* _TASK PROMPT_: Copy each line below in which the word "static" occurs.

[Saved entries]
==================================================
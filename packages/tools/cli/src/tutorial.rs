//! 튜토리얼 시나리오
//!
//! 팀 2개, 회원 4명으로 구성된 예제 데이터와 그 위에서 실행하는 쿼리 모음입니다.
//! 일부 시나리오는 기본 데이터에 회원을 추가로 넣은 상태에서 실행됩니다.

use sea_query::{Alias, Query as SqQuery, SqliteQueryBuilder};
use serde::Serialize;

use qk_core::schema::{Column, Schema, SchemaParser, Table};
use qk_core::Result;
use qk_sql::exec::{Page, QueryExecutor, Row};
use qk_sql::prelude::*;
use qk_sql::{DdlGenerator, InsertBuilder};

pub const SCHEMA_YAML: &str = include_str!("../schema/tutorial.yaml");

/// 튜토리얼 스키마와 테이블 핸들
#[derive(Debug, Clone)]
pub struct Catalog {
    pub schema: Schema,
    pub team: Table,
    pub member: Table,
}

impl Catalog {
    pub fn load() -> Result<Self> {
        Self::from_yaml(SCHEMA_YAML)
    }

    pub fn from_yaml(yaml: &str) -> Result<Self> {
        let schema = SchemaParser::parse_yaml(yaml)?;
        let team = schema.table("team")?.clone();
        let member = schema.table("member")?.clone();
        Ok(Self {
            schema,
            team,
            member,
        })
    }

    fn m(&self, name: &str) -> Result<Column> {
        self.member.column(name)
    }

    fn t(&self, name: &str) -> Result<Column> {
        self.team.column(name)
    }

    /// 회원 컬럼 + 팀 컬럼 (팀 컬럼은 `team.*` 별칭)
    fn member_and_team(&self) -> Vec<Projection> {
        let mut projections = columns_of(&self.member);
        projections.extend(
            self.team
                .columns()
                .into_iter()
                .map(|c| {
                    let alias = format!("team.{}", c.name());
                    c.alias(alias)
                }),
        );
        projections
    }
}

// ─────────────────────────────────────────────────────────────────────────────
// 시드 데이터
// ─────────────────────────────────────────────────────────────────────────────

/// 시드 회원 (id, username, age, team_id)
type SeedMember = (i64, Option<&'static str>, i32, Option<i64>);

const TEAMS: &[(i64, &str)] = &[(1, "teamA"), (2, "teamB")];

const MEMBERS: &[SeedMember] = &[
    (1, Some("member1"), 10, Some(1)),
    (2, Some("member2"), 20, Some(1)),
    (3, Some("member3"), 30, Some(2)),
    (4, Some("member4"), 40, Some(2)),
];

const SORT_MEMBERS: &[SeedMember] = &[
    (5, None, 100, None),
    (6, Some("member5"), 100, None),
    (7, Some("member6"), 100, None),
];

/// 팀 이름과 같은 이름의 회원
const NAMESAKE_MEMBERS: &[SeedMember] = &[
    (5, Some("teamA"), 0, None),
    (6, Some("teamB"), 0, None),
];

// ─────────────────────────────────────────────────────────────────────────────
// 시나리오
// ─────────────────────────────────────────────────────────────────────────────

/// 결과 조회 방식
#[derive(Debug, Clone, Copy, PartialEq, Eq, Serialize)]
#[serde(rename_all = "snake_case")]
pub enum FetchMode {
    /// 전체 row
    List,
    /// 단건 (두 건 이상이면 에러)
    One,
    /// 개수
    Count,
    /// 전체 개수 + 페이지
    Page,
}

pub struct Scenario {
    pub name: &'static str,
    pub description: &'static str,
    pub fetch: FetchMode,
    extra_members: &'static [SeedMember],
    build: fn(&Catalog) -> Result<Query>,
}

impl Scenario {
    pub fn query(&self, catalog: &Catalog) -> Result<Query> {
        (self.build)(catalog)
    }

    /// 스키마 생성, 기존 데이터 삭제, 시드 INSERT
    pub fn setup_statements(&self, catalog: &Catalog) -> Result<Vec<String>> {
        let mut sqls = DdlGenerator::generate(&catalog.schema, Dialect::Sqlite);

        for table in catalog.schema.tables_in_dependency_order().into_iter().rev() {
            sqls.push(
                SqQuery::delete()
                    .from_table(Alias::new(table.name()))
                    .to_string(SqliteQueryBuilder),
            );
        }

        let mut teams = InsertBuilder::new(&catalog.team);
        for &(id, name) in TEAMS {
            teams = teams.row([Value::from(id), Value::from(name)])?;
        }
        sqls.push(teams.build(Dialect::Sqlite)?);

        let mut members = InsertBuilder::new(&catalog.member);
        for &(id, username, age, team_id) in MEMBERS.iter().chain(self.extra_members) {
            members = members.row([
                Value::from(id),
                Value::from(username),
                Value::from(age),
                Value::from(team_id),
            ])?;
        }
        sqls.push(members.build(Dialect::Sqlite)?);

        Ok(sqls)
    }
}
==================================================
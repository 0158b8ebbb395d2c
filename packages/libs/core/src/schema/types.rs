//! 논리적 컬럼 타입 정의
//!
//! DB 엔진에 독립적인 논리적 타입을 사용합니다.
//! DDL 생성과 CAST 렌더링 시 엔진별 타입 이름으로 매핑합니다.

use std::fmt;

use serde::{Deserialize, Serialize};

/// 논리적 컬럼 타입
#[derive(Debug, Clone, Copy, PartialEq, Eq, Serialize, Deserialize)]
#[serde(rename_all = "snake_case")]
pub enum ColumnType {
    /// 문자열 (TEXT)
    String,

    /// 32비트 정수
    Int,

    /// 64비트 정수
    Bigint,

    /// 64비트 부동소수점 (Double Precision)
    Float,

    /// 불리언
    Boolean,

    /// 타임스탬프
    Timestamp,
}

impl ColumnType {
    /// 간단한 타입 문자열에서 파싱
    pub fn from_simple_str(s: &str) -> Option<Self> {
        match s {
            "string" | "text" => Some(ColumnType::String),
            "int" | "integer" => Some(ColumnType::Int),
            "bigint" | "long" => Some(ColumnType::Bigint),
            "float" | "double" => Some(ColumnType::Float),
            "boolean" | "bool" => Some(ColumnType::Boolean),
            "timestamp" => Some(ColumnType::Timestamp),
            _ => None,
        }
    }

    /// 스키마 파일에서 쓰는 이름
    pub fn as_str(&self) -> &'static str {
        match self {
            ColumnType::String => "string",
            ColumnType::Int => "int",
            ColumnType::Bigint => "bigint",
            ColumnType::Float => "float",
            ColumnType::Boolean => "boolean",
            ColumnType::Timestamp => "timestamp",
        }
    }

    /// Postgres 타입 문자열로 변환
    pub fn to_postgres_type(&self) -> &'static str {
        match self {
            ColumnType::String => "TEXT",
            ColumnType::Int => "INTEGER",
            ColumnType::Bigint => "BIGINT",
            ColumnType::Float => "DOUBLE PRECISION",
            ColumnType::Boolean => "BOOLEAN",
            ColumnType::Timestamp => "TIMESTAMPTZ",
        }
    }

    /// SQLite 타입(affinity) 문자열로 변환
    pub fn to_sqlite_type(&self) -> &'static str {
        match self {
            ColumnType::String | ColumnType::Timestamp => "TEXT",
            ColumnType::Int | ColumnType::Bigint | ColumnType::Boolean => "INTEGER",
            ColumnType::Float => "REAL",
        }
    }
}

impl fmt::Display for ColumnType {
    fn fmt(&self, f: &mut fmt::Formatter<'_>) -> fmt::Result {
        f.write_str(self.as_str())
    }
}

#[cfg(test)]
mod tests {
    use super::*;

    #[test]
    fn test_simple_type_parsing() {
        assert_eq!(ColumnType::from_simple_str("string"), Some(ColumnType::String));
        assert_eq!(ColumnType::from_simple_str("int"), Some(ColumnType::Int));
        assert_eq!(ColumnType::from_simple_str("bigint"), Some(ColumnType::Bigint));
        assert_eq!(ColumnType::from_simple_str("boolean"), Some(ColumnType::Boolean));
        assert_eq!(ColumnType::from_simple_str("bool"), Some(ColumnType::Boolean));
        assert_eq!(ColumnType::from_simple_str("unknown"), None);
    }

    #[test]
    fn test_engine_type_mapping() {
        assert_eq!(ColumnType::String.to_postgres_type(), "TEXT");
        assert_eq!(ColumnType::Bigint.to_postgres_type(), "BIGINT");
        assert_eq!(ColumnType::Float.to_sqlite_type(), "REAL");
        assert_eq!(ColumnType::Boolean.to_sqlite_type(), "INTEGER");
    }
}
==================================================
* _RESULT FOR THIS EXERCISE_:
type SeedMember = (i64, Option<&'static str>, i32, Option<i64>);
    pub name: &'static str,
    pub description: &'static str,
    extra_members: &'static [SeedMember],
    pub fn as_str(&self) -> &'static str {
    pub fn to_postgres_type(&self) -> &'static str {
    pub fn to_sqlite_type(&self) -> &'static str {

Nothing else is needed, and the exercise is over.